New thread, some background and then the new stuff:
Background:
H 38, Me 38 (yikes, just had to change that), boys 5 & 7, Married 1988
Fall 02, H travelled tons, I thought he should be home/with boys more--nagged/cold shoulder/angry with him--all backfired, 11/02, tells me he wants D. He gets phone calls on his cell that he suddenly must take outside. Snoop only once, woman's name he works with. He found out I snooped--ugly scene
11/02 Join this BB as JackieH, but change name as too obvious in case he snoops
Winter 02/03---see MC, she's not great, but gets us through worst part. I DB butt off. H tells me that I was so miserable last fall that drove him away, likes my disposition better now.
Spring--I get my first ILY. Still very infrequent. He rates our M as a 6 out of 10.
Summer--He plans mystery family vacation to CA, great time, the two of us go to Europe together, wonderful.
Mid-August--H talks about cruise for our 15th anniversary, has been a bad year. Book tickets to Orlando for family vacation. He turns 38. Becomes miserable. Tells me it isn't going to work, he doesn't love me, good times aren't enough, doesn't feel like shouting from roof top that he loves me, feels empty inside. His life is half over and he doesn't want to spend the second half wasting it away with me. Mystery phone calls begin again.
9/5 -- moves to a hotel for 10 days. Decide not to tell parents anything.
9/18 -- home, but apartment hunting. Finds apartment, should be ready mid-October. Has not put money down yet, as far as I know.
10/8 -- He backs out of Disney vacation that we planned in August--he had told me then that we deserve to go have fun as we have had a rough year. I take kids alone.
10/15 15 year anniversary
11/3 Tell kids Dad will be moving into own townhome. They are excited at the prospect of hanging out with Dad without me around.
11/5 He moves into his new home.
11/7 He comes over while I'm gone and clears out all his stuff.
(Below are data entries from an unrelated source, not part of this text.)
//! WebSocket feed of round lifecycle events.
//!
//! Each connected client gets its own subscription to the broadcaster and
//! receives `round_opened`/`round_result` messages as JSON. Delivery is
//! at-most-once: a client that connects after an event fired pulls history
//! through the recent-rolls endpoint instead.

use super::handlers::AppState;
use axum::{
    extract::{
        ws::{Message, WebSocket, WebSocketUpgrade},
        State,
    },
    response::Response,
};
use futures_util::{SinkExt, StreamExt};
use std::sync::atomic::{AtomicU64, Ordering};
use std::sync::Arc;
use tokio::sync::broadcast::error::RecvError;
use tracing::{debug, info, warn};

static CLIENT_COUNTER: AtomicU64 = AtomicU64::new(1);

/// GET /ws
pub async fn websocket_handler(
    ws: WebSocketUpgrade,
    State(state): State<Arc<AppState>>,
) -> Response {
    ws.on_upgrade(move |socket| handle_connection(socket, state))
}

async fn handle_connection(socket: WebSocket, state: Arc<AppState>) {
    let client_id = CLIENT_COUNTER.fetch_add(1, Ordering::SeqCst);
    info!(client_id, "websocket client connected");

    let mut events = state.service.subscribe();
    let (mut sender, mut receiver) = socket.split();

    // Forward engine events to the client.
    let send_task = tokio::spawn(async move {
        loop {
            let event = match events.recv().await {
                Ok(event) => event,
                Err(RecvError::Lagged(skipped)) => {
                    warn!(client_id, skipped, "websocket client lagged behind event feed");
                    continue;
                }
                Err(RecvError::Closed) => break,
            };

            let message = match serde_json::to_string(&event) {
                Ok(json) => Message::Text(json),
                Err(e) => {
                    warn!("failed to serialize game event: {}", e);
                    continue;
                }
            };

            if sender.send(message).await.is_err() {
                break;
            }
        }
    });

    // Drain incoming frames; the feed is write-only apart from close/ping.
    let receive_task = tokio::spawn(async move {
        while let Some(message) = receiver.next().await {
            match message {
                Ok(Message::Close(_)) => break,
                Ok(_) => {}
                Err(e) => {
                    debug!(client_id, "websocket receive error: {}", e);
                    break;
                }
            }
        }
    });

    tokio::select! {
        _ = send_task => {}
        _ = receive_task => {}
    }

    info!(client_id, "websocket client disconnected");
}
//! Route definitions.

use super::handlers::*;
use super::websocket::websocket_handler;
use axum::{
    routing::{get, post},
    Router,
};
use std::sync::Arc;

/// Build the API router with all endpoints.
pub fn create_router(state: Arc<AppState>) -> Router {
    Router::new()
        .route("/health", get(health_handler))
        // Game endpoints
        .route("/api/game/bet", post(place_bet_handler))
        .route("/api/game/current", get(current_round_handler))
        .route("/api/game/recent", get(recent_rolls_handler))
        .route("/api/game/streaks", get(win_streaks_handler))
        // Account endpoints (identity itself lives upstream)
        .route("/api/accounts", post(create_account_handler))
        .route("/api/accounts/:id", get(get_account_handler))
        // Real-time round events
        .route("/ws", get(websocket_handler))
        .with_state(state)
}
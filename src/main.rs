//! Lucky Seven server binary: wires the stores, the scheduler and the HTTP
//! surface together and runs until ctrl-c.

use clap::Parser;
use luckyseven::{
    api::ApiServer,
    clock::{Clock, SystemClock},
    config::AppConfig,
    dice::OsDiceRoller,
    game::{
        broadcast::EventBroadcaster, scheduler::RoundScheduler, service::GameService,
        settlement::SettlementEngine, PayoutTable,
    },
    store::{AccountStore, MemoryStore, RoundStore, WagerStore},
};
use std::{path::PathBuf, sync::Arc, time::Duration};
use tracing::info;
use tracing_subscriber::EnvFilter;

#[derive(Parser, Debug)]
#[command(name = "luckyseven-server", about = "Lucky Seven dice game server")]
struct Cli {
    /// Path to a TOML config file; defaults apply when omitted.
    #[arg(long)]
    config: Option<PathBuf>,

    /// Override the configured bind host.
    #[arg(long)]
    host: Option<String>,

    /// Override the configured bind port.
    #[arg(long)]
    port: Option<u16>,
}

#[tokio::main]
async fn main() -> Result<(), Box<dyn std::error::Error>> {
    tracing_subscriber::fmt()
        .with_env_filter(
            EnvFilter::try_from_default_env()
                .unwrap_or_else(|_| "luckyseven=info,tower_http=info".into()),
        )
        .init();

    let cli = Cli::parse();
    let mut config = match &cli.config {
        Some(path) => AppConfig::load(path)?,
        None => AppConfig::default(),
    };
    if let Some(host) = cli.host {
        config.server.host = host;
    }
    if let Some(port) = cli.port {
        config.server.port = port;
    }
    config.validate()?;

    info!(
        "🎲 starting Lucky Seven (round every {}s, window {}s)",
        config.game.round_interval_secs, config.game.betting_window_secs
    );

    let store = Arc::new(MemoryStore::new());
    let rounds: Arc<dyn RoundStore> = store.clone();
    let wagers: Arc<dyn WagerStore> = store.clone();
    let accounts: Arc<dyn AccountStore> = store.clone();
    let clock: Arc<dyn Clock> = Arc::new(SystemClock);
    let broadcaster = EventBroadcaster::new(config.game.event_buffer);

    let service = Arc::new(GameService::new(
        rounds.clone(),
        wagers.clone(),
        accounts.clone(),
        broadcaster.clone(),
        clock.clone(),
        config.game.clone(),
    ));

    let settlement = SettlementEngine::new(
        wagers,
        accounts,
        PayoutTable::new(
            config.game.lucky_seven_multiplier,
            config.game.standard_multiplier,
        ),
    );
    let scheduler = RoundScheduler::new(
        rounds,
        Arc::new(OsDiceRoller),
        settlement,
        broadcaster,
        clock,
        Duration::from_secs(config.game.round_interval_secs),
    );
    scheduler.start().await?;

    ApiServer::new(config.server.clone(), service).run().await?;

    // The HTTP server has drained; let an in-flight cycle finish too.
    scheduler.shutdown().await;
    info!("goodbye");
    Ok(())
}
11-12/2003 He begins to see a therpaist. We spend T-day apart. For Christmas he spends Christmas Eve here and we do just our family thing. He invites me to his family X-mas. I go, it is weird, but I survive. The kids and I go to Germany on xmas day and stay 13 days. My kids and my nephew spend a good part of the visit fighting and the visit is very stressful. I try to not be upset when I talk to H on the phone about my vacation, but he knows it was tough.
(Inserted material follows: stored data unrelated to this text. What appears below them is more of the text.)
//! Wager placement and the balance ledger.
//!
//! Placement is the only write path a caller can drive concurrently, so the
//! two races it must survive are handled here: duplicate placement loses to
//! the store's (user, round) uniqueness constraint, and the debit goes
//! through the store's atomic signed-delta primitive rather than a
//! read-modify-write. There is no transaction spanning the wager insert and
//! the debit; a failed debit is compensated by deleting the wager.

use crate::clock::Clock;
use crate::errors::{EngineError, EngineResult, RejectReason, StoreError};
use crate::game::types::{AccountSnapshot, Wager};
use crate::game::window::BettingWindow;
use crate::store::{AccountStore, RoundStore, WagerStore};
use std::sync::Arc;
use tracing::{debug, error, warn};
use uuid::Uuid;

/// Outcome of a placement request. Rejections are part of the normal
/// protocol and carry the reason back to the caller.
#[derive(Debug, Clone)]
pub enum PlacementOutcome {
    Accepted {
        wager: Wager,
        account: AccountSnapshot,
    },
    Rejected {
        reason: RejectReason,
    },
}

impl PlacementOutcome {
    fn rejected(reason: RejectReason) -> Self {
        PlacementOutcome::Rejected { reason }
    }

    pub fn is_accepted(&self) -> bool {
        matches!(self, PlacementOutcome::Accepted { .. })
    }
}

pub struct WagerLedger {
    rounds: Arc<dyn RoundStore>,
    wagers: Arc<dyn WagerStore>,
    accounts: Arc<dyn AccountStore>,
    window: BettingWindow,
    clock: Arc<dyn Clock>,
}

impl WagerLedger {
    pub fn new(
        rounds: Arc<dyn RoundStore>,
        wagers: Arc<dyn WagerStore>,
        accounts: Arc<dyn AccountStore>,
        window: BettingWindow,
        clock: Arc<dyn Clock>,
    ) -> Self {
        Self {
            rounds,
            wagers,
            accounts,
            window,
            clock,
        }
    }

    /// Place a wager for the current round.
    ///
    /// On `Accepted`, the wager is durably recorded and the balance already
    /// debited; the two never diverge. Domain rejections come back as
    /// `Rejected`; only infrastructure faults surface as `Err`.
    pub async fn place_wager(
        &self,
        user_id: Uuid,
        amount: u64,
        on_lucky_seven: bool,
    ) -> EngineResult<PlacementOutcome> {
        if amount == 0 || amount > i64::MAX as u64 {
            return Ok(PlacementOutcome::rejected(RejectReason::InvalidAmount));
        }

        let Some(account) = self.accounts.account(user_id).await? else {
            return Ok(PlacementOutcome::rejected(RejectReason::UnknownAccount));
        };
        if account.balance < amount {
            return Ok(PlacementOutcome::rejected(RejectReason::InsufficientFunds));
        }

        let Some(round) = self.rounds.current_round().await? else {
            return Ok(PlacementOutcome::rejected(RejectReason::NoActiveRound));
        };

        let now = self.clock.now();
        if !self.window.is_open(&round, now) {
            return Ok(PlacementOutcome::rejected(RejectReason::WindowClosed));
        }

        let wager = Wager::pending(user_id, round.id, amount, on_lucky_seven, now);
        match self.wagers.insert_wager(wager.clone()).await {
            Ok(()) => {}
            Err(StoreError::DuplicateWager { .. }) => {
                return Ok(PlacementOutcome::rejected(RejectReason::DuplicateWager));
            }
            Err(e) => return Err(e.into()),
        }

        // The early balance check above is advisory; this debit is the
        // authoritative guard and can still lose to a concurrent credit race.
        match self.accounts.adjust_balance(user_id, -(amount as i64)).await {
            Ok(updated) => {
                debug!(
                    user_id = %user_id,
                    round_id = %round.id,
                    amount,
                    on_lucky_seven,
                    "wager accepted"
                );
                Ok(PlacementOutcome::Accepted {
                    wager,
                    account: AccountSnapshot::from(&updated),
                })
            }
            Err(StoreError::InsufficientFunds { .. }) => {
                self.compensate(wager.id).await;
                Ok(PlacementOutcome::rejected(RejectReason::InsufficientFunds))
            }
            Err(source) => {
                self.compensate(wager.id).await;
                Err(EngineError::Consistency {
                    wager_id: wager.id,
                    source,
                })
            }
        }
    }

    /// Best-effort removal of a wager whose debit failed. If this also fails
    /// the wager is orphaned pending; it can never win funds that were not
    /// staked, so the damage is bounded and logged.
    async fn compensate(&self, wager_id: Uuid) {
        warn!(%wager_id, "debit failed after wager insert, compensating");
        if let Err(e) = self.wagers.remove_wager(wager_id).await {
            error!(%wager_id, "compensating delete failed: {}", e);
        }
    }
}

#[cfg(test)]
mod tests {
    use super::*;
    use crate::clock::ManualClock;
    use crate::game::types::{Account, Round, WagerStatus};
    use crate::store::MemoryStore;
    use chrono::{Duration, Utc};

    struct Fixture {
        store: Arc<MemoryStore>,
        clock: Arc<ManualClock>,
        ledger: WagerLedger,
    }

    fn fixture() -> Fixture {
        let store = Arc::new(MemoryStore::new());
        let clock = Arc::new(ManualClock::new(Utc::now()));
        let ledger = WagerLedger::new(
            store.clone(),
            store.clone(),
            store.clone(),
            BettingWindow::from_secs(10),
            clock.clone(),
        );
        Fixture {
            store,
            clock,
            ledger,
        }
    }

    async fn seed_account(fx: &Fixture, balance: u64) -> Uuid {
        let account = Account::with_bonus("player".to_string(), balance, fx.clock.now());
        let id = account.id;
        fx.store.insert_account(account).await.unwrap();
        id
    }

    async fn seed_open_round(fx: &Fixture) -> Uuid {
        let round = Round::open(Uuid::new_v4(), fx.clock.now());
        let id = round.id;
        fx.store.insert_round(round).await.unwrap();
        id
    }

    #[tokio::test]
    async fn accepted_wager_debits_balance() {
        let fx = fixture();
        let user = seed_account(&fx, 100).await;
        let round = seed_open_round(&fx).await;
        fx.clock.advance(Duration::seconds(2));

        let outcome = fx.ledger.place_wager(user, 50, true).await.unwrap();
        let PlacementOutcome::Accepted { wager, account } = outcome else {
            panic!("expected acceptance");
        };
        assert_eq!(wager.round_id, round);
        assert_eq!(wager.status, WagerStatus::Pending);
        assert_eq!(account.balance, 50);

        // Both facts hold together: wager recorded, balance debited.
        let stored = fx
            .store
            .wager_for_user_round(user, round)
            .await
            .unwrap()
            .unwrap();
        assert_eq!(stored.amount, 50);
        assert_eq!(fx.store.account(user).await.unwrap().unwrap().balance, 50);
    }

    #[tokio::test]
    async fn zero_amount_is_invalid() {
        let fx = fixture();
        let user = seed_account(&fx, 100).await;
        seed_open_round(&fx).await;

        let outcome = fx.ledger.place_wager(user, 0, true).await.unwrap();
        assert!(
            matches!(outcome, PlacementOutcome::Rejected { reason: RejectReason::InvalidAmount })
        );
    }

    #[tokio::test]
    async fn unknown_account_is_rejected() {
        let fx = fixture();
        seed_open_round(&fx).await;

        let outcome = fx
            .ledger
            .place_wager(Uuid::new_v4(), 10, true)
            .await
            .unwrap();
        assert!(
            matches!(outcome, PlacementOutcome::Rejected { reason: RejectReason::UnknownAccount })
        );
    }

    #[tokio::test]
    async fn over_balance_is_rejected() {
        let fx = fixture();
        let user = seed_account(&fx, 30).await;
        seed_open_round(&fx).await;

        let outcome = fx.ledger.place_wager(user, 31, true).await.unwrap();
        assert!(matches!(
            outcome,
            PlacementOutcome::Rejected {
                reason: RejectReason::InsufficientFunds
            }
        ));
        assert_eq!(fx.store.account(user).await.unwrap().unwrap().balance, 30);
    }

    #[tokio::test]
    async fn no_round_is_rejected() {
        let fx = fixture();
        let user = seed_account(&fx, 100).await;

        let outcome = fx.ledger.place_wager(user, 10, true).await.unwrap();
        assert!(
            matches!(outcome, PlacementOutcome::Rejected { reason: RejectReason::NoActiveRound })
        );
    }

    #[tokio::test]
    async fn late_wager_hits_closed_window() {
        let fx = fixture();
        let user = seed_account(&fx, 100).await;
        let round = seed_open_round(&fx).await;
        fx.clock.advance(Duration::seconds(11));

        let outcome = fx.ledger.place_wager(user, 50, true).await.unwrap();
        assert!(
            matches!(outcome, PlacementOutcome::Rejected { reason: RejectReason::WindowClosed })
        );

        // Nothing changed: no wager, no debit.
        assert!(fx
            .store
            .wager_for_user_round(user, round)
            .await
            .unwrap()
            .is_none());
        assert_eq!(fx.store.account(user).await.unwrap().unwrap().balance, 100);
    }

    #[tokio::test]
    async fn second_wager_same_round_is_duplicate() {
        let fx = fixture();
        let user = seed_account(&fx, 100).await;
        let round = seed_open_round(&fx).await;

        let first = fx.ledger.place_wager(user, 10, true).await.unwrap();
        assert!(first.is_accepted());

        let second = fx.ledger.place_wager(user, 10, false).await.unwrap();
        assert!(
            matches!(second, PlacementOutcome::Rejected { reason: RejectReason::DuplicateWager })
        );

        // Balance only reflects the first debit and one wager exists.
        assert_eq!(fx.store.account(user).await.unwrap().unwrap().balance, 90);
        assert_eq!(fx.store.wagers_for_round(round).await.unwrap().len(), 1);
    }

    #[tokio::test]
    async fn concurrent_placements_admit_exactly_one() {
        let fx = fixture();
        let user = seed_account(&fx, 100).await;
        let round = seed_open_round(&fx).await;

        let ledger = Arc::new(fx.ledger);
        let mut handles = Vec::new();
        for _ in 0..8 {
            let ledger = ledger.clone();
            handles.push(tokio::spawn(async move {
                ledger.place_wager(user, 10, true).await.unwrap()
            }));
        }

        let mut accepted = 0;
        for handle in handles {
            if handle.await.unwrap().is_accepted() {
                accepted += 1;
            }
        }

        assert_eq!(accepted, 1);
        assert_eq!(fx.store.wagers_for_round(round).await.unwrap().len(), 1);
        assert_eq!(fx.store.account(user).await.unwrap().unwrap().balance, 90);
    }
}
January 2004 -- H picks the kids and I up at the airport with lots of smiles and hugs. On car ride home he shows me letter to cancel lease in March, Plans a family trip to Disney in March and a Hawaii vacation for just the two of us in May.
January/February -- he begins to spend most of his time here, we see therpasit together. Lots of bumps and bruises, but we survive.
March -- I help him clean his apartment and we are done. We are still learning our way around each other, but we are doing well. Disney trip goes well.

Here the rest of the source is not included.